• **Work to be completed**: Look for the line that contains "pub mod metrics;"; output that line and every line after it exactly, through the final line of the material below, and nothing else.
START Given entries
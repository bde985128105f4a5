//! # Ticket Market Runtime
//!
//! Runtime for the ticket market: the shared pool, the actors that drive it
//! and the orchestrator that controls a run.
//!
//! ## Core Components
//!
//! - **`TicketPool`**: bounded, concurrency-safe allocator with VIP-first dispatch
//! - **Actors**: vendor and customer loops, one tokio task each
//! - **`Orchestrator`**: start/stop/pause/resume plus the actor registry
//! - **Sinks and notifiers**: in-memory ledger and broadcast notifier
//!
//! ## Example
//!
//! ```ignore
//! use ticket_market_runtime::{InMemoryLedger, BroadcastNotifier, Orchestrator};
//!
//! let env = MarketEnvironment::new(
//!     Arc::new(SystemClock),
//!     Arc::new(InMemoryLedger::new()),
//!     Arc::new(BroadcastNotifier::new()),
//! );
//! let orchestrator = Orchestrator::new(env);
//!
//! orchestrator.start().await?;
//! orchestrator.add_customer("alice", true, None, None).await?;
//! // ...
//! orchestrator.stop().await?;
//! ```

/// Customer actor
pub mod customer;

/// In-memory persistence sink
pub mod ledger;

/// Prometheus metrics for observability
pub mod metrics;

/// Broadcast notifier
pub mod notifier;

/// Lifecycle controller
pub mod orchestrator;

/// Shared ticket pool
pub mod pool;

/// Actor registry
pub mod registry;

/// Actor scheduling intervals
pub mod timing;

/// Vendor actor
pub mod vendor;

pub use customer::{CustomerActor, CustomerReport};
pub use ledger::InMemoryLedger;
pub use notifier::BroadcastNotifier;
pub use orchestrator::{DEFAULT_VENDOR, Orchestrator, ShutdownReport, SystemStatus};
pub use pool::{Allocation, PoolError, PoolSignal, PoolSnapshot, TicketPool};
pub use registry::{ActorHandle, ActorRegistry, ActorReport};
pub use timing::ActorTiming;
pub use vendor::{VendorActor, VendorReport};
END Given entries
• **Response to the exercise**:
pub mod metrics;

/// Broadcast notifier
pub mod notifier;

/// Lifecycle controller
pub mod orchestrator;

/// Shared ticket pool
pub mod pool;

/// Actor registry
pub mod registry;

/// Actor scheduling intervals
pub mod timing;

/// Vendor actor
pub mod vendor;

pub use customer::{CustomerActor, CustomerReport};
pub use ledger::InMemoryLedger;
pub use notifier::BroadcastNotifier;
pub use orchestrator::{DEFAULT_VENDOR, Orchestrator, ShutdownReport, SystemStatus};
pub use pool::{Allocation, PoolError, PoolSignal, PoolSnapshot, TicketPool};
pub use registry::{ActorHandle, ActorRegistry, ActorReport};
pub use timing::ActorTiming;
pub use vendor::{VendorActor, VendorReport};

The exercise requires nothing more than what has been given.